Domain Metrics
Evaluate agent output using a composite of domain-specific metrics tailored to the task type. Rather than a single score, this pattern measures quality across multiple orthogonal dimensions — faithfulness, relevance, groundedness, coherence — giving you a quality profile, not just a number.
RAGAS for RAG evaluation is the canonical example.
Structure
Each metric evaluates a different quality dimension independently. The composite profile reveals where quality is strong and where it breaks down — a response can be highly relevant but poorly grounded.
How It Works
- Define dimensions — identify the quality axes that matter for your domain
- Implement metrics — each dimension gets its own scoring function (LLM-based, programmatic, or hybrid)
- Score independently — run each metric on the output
- Compose profile — aggregate into a multi-dimensional quality profile
- Set thresholds — define minimum acceptable scores per dimension
Common metric sets:
- RAG: faithfulness, answer relevance, context precision, context recall (RAGAS)
- Summarization: coherence, consistency, fluency, relevance
- Code generation: correctness, efficiency, readability, test coverage
- Agents: task completion rate, tool use efficiency, step count, cost
Key Characteristics
- Multi-dimensional — reveals where quality breaks down, not just "good or bad"

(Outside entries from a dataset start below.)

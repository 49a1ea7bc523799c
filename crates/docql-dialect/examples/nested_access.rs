use docql_dialect::Dialect;
use docql_ir::{BinOp, ColumnRef, Expr, Kind, TableRef};

fn main() {
    tracing_subscriber::fmt()
        .with_env_filter(
            tracing_subscriber::EnvFilter::try_from_default_env()
                .unwrap_or_else(|_| tracing_subscriber::EnvFilter::new("debug")),
        )
        .init();

    let dialect = Dialect::new();
    let compiler = dialect.compiler();

    let samples = vec![
        (
            "single key",
            Expr::path(
                Expr::column(ColumnRef::bare("info")),
                Expr::literal("favorites"),
            ),
        ),
        (
            "nested path",
            Expr::path_keys(Expr::column(ColumnRef::bare("info")), ["favorites", "snack"]),
        ),
        (
            "cast to array",
            Expr::cast(Expr::column(ColumnRef::bare("tags")), Kind::Array),
        ),
        (
            "qualified comparison",
            Expr::binary(
                BinOp::Eq,
                Expr::column(ColumnRef::qualified(
                    TableRef::Collection { workspace: None, name: "people".to_string() },
                    "name",
                )),
                Expr::literal("Joe"),
            ),
        ),
    ];

    for (label, expr) in samples {
        match compiler.compile(&expr) {
            Ok(compiled) => {
                println!("{label}: {}", compiled.sql);
                for (name, value) in &compiled.params {
                    println!("  :{name} = {:?}", value);
                }
            }
            Err(e) => println!("{label}: error: {e}"),
        }
    }
}
//! Schema discovery strategies against a scripted transport.

use std::cell::RefCell;
use std::collections::VecDeque;
use std::rc::Rc;

use docql_dialect::{DescribeOptions, Dialect};
use docql_driver::{
    ClientError, ColumnField, Connection, Document, Error, ErrorCategory, QueryClient,
    QueryResponse, WireParameter,
};

/// Scripted client: a validation outcome plus a queue of responses consumed
/// by successive statements (the connectivity probe is answered separately).
struct ScriptedClient {
    validate_err: Option<ClientError>,
    responses: RefCell<VecDeque<Result<QueryResponse, ClientError>>>,
    statements: Rc<RefCell<Vec<String>>>,
}

impl ScriptedClient {
    fn new(
        validate_err: Option<ClientError>,
        responses: Vec<Result<QueryResponse, ClientError>>,
    ) -> Self {
        Self {
            validate_err,
            responses: RefCell::new(responses.into()),
            statements: Rc::new(RefCell::new(Vec::new())),
        }
    }
}

impl QueryClient for ScriptedClient {
    fn execute_sql(
        &self,
        sql: &str,
        _params: &[WireParameter],
        _compute_context: Option<&str>,
    ) -> Result<QueryResponse, ClientError> {
        if sql == "SELECT 1" {
            return Ok(QueryResponse::default());
        }
        self.statements.borrow_mut().push(sql.to_string());
        self.responses
            .borrow_mut()
            .pop_front()
            .unwrap_or_else(|| panic!("unscripted statement: {sql}"))
    }

    fn validate_sql(&self, _sql: &str) -> Result<(), ClientError> {
        match &self.validate_err {
            Some(err) => Err(err.clone()),
            None => Ok(()),
        }
    }

    fn list_workspaces(&self) -> Result<Vec<String>, ClientError> {
        Ok(Vec::new())
    }

    fn list_collections(&self, _workspace: Option<&str>) -> Result<Vec<String>, ClientError> {
        Ok(Vec::new())
    }
}

fn doc(value: serde_json::Value) -> Document {
    value.as_object().cloned().expect("fixture documents are objects")
}

fn describe_response() -> QueryResponse {
    QueryResponse {
        results: vec![
            doc(serde_json::json!({"field": ["_event_time"], "type": "timestamp", "occurrences": 8, "total": 8})),
            doc(serde_json::json!({"field": ["_id"], "type": "string", "occurrences": 8, "total": 8})),
            doc(serde_json::json!({"field": ["info"], "type": "object", "occurrences": 8, "total": 8})),
            doc(serde_json::json!({"field": ["info", "lunch"], "type": "string", "occurrences": 6, "total": 8})),
            doc(serde_json::json!({"field": ["name"], "type": "string", "occurrences": 8, "total": 8})),
        ],
        column_fields: None,
    }
}

fn sample_response() -> QueryResponse {
    QueryResponse {
        results: vec![doc(serde_json::json!({
            "_id": "doc-1",
            "name": "Joe",
            "info": {"friends": ["Jack"]}
        }))],
        column_fields: None,
    }
}

fn rejected() -> ClientError {
    ClientError::new(ErrorCategory::BadRequest, "DESCRIBE not supported for this collection")
}

fn connect(dialect: &Dialect, client: ScriptedClient) -> Connection {
    dialect.connect(Box::new(client), None).expect("probe succeeds")
}

#[test]
fn describe_strategy_yields_dotted_nested_paths() {
    let dialect = Dialect::new();
    let conn = connect(&dialect, ScriptedClient::new(None, vec![Ok(describe_response())]));

    let columns = dialect
        .get_columns(&conn, None, "people", &DescribeOptions::default())
        .unwrap();

    let names: Vec<&str> = columns.iter().map(|c| c.name.as_str()).collect();
    assert_eq!(names, ["_event_time", "_id", "info", "info.lunch", "name"]);
    assert_eq!(columns[0].ty.wire_tag, "timestamp");
    assert_eq!(columns[2].ty.wire_tag, "object");
    assert!(columns[0].nullable);
    assert!(!columns[1].nullable, "_id is the sole non-null guarantee");
    assert!(columns.iter().all(|c| c.default.is_none()));
}

#[test]
fn describe_statement_carries_field_depth_and_quoting() {
    let dialect = Dialect::new();
    let client = ScriptedClient::new(None, vec![Ok(describe_response())]);
    let statements = client.statements.clone();
    let conn = connect(&dialect, client);

    dialect
        .get_columns(&conn, Some("prod"), "people", &DescribeOptions { field_depth: 3 })
        .unwrap();

    let statements = statements.borrow();
    assert_eq!(
        statements[0],
        "DESCRIBE \"prod\".\"people\" OPTION(max_field_depth = 3)"
    );
}

#[test]
fn describe_marks_only_the_id_field_non_nullable() {
    let response = QueryResponse {
        results: vec![
            doc(serde_json::json!({"field": ["_id"], "type": "string", "occurrences": 4, "total": 4})),
            doc(serde_json::json!({"field": ["person__id"], "type": "string", "occurrences": 4, "total": 4})),
        ],
        column_fields: None,
    };
    let dialect = Dialect::new();
    let conn = connect(&dialect, ScriptedClient::new(None, vec![Ok(response)]));

    let columns = dialect
        .get_columns(&conn, None, "links", &DescribeOptions::default())
        .unwrap();

    assert!(!columns[0].nullable);
    assert!(columns[1].nullable, "only the identifier itself is certified");
}

#[test]
fn validation_failure_falls_back_to_sampling() {
    let dialect = Dialect::new();
    let client = ScriptedClient::new(Some(rejected()), vec![Ok(sample_response())]);
    let statements = client.statements.clone();
    let conn = connect(&dialect, client);

    let columns = dialect
        .get_columns(&conn, None, "people", &DescribeOptions::default())
        .unwrap();

    let names: Vec<&str> = columns.iter().map(|c| c.name.as_str()).collect();
    assert_eq!(names, ["_id", "name", "info"]);
    assert!(!columns[0].nullable);
    assert!(columns[1].nullable);
    assert!(columns[2].nullable);
    assert_eq!(columns[2].ty.wire_tag, "object");

    let statements = statements.borrow();
    assert_eq!(statements[0], "SELECT * FROM \"commons\".\"people\" LIMIT 1");
}

#[test]
fn describe_execution_failure_also_falls_back() {
    let dialect = Dialect::new();
    let client = ScriptedClient::new(None, vec![Err(rejected()), Ok(sample_response())]);
    let conn = connect(&dialect, client);

    let columns = dialect
        .get_columns(&conn, None, "people", &DescribeOptions::default())
        .unwrap();
    assert_eq!(columns.len(), 3);
}

#[test]
fn empty_collection_reports_a_placeholder_column() {
    let dialect = Dialect::new();
    let client = ScriptedClient::new(Some(rejected()), vec![Ok(QueryResponse::default())]);
    let conn = connect(&dialect, client);

    let columns = dialect
        .get_columns(&conn, None, "empty", &DescribeOptions::default())
        .unwrap();

    assert_eq!(columns.len(), 1);
    assert_eq!(columns[0].name, "null");
    assert_eq!(columns[0].ty.wire_tag, "null");
    assert!(columns[0].nullable);
}

#[test]
fn unknown_wire_tag_from_sampling_fails_hard() {
    let response = QueryResponse {
        results: vec![doc(serde_json::json!({"x": 1}))],
        column_fields: Some(vec![ColumnField {
            name: "x".to_string(),
            wire_type: Some("decimal128".to_string()),
        }]),
    };
    let dialect = Dialect::new();
    let client = ScriptedClient::new(Some(rejected()), vec![Ok(response)]);
    let conn = connect(&dialect, client);

    let err = dialect
        .get_columns(&conn, Some("prod"), "odd", &DescribeOptions::default())
        .unwrap_err();
    assert!(matches!(err, Error::Programming(_)), "{err}");
    assert!(err.to_string().contains("decimal128"));
    assert!(err.to_string().contains("prod.odd"));
}

#[test]
fn has_table_reads_programming_failures_as_absent() {
    let dialect = Dialect::new();
    let not_found = ClientError::new(ErrorCategory::NotFound, "collection does not exist");
    let client =
        ScriptedClient::new(Some(rejected()), vec![Err(not_found)]);
    let conn = connect(&dialect, client);

    assert!(!dialect.has_table(&conn, None, "missing").unwrap());
}

#[test]
fn has_table_propagates_operational_failures() {
    let dialect = Dialect::new();
    let suspended = ClientError::new(ErrorCategory::Suspended, "resource suspended");
    let client = ScriptedClient::new(Some(rejected()), vec![Err(suspended)]);
    let conn = connect(&dialect, client);

    assert!(matches!(dialect.has_table(&conn, None, "people"), Err(Error::Operational(_))));
}
//! docql driver core
//!
//! Synchronous, forward-only driver surface over a remote document engine:
//! the error taxonomy, the transport collaborator trait, and the
//! Connection/Cursor state machines. The actual HTTP transport lives behind
//! [`QueryClient`]; this crate never retries and classifies every transport
//! failure exactly once.

mod client;
mod connection;
mod cursor;
mod error;

pub use client::{ClientError, ColumnField, Document, ErrorCategory, QueryClient, QueryResponse, WireParameter};
pub use connection::{ConnectArgs, Connection};
pub use cursor::{Cursor, Params, Row};
pub use error::{Error, Result};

- Domain-specific — metrics must be designed for each task type
- Actionable — low faithfulness suggests retrieval issues; low relevance suggests query issues
- Setup cost — designing and validating metric sets requires domain expertise
- Composability — metrics can be mixed and matched across use cases
When to Use
- You need to understand why output quality is low, not just that it's low
- Building RAG systems where faithfulness and groundedness matter independently
- Single-number scoring hides important quality distinctions
- You want to set per-dimension quality thresholds (block unfaithful but allow imperfect fluency)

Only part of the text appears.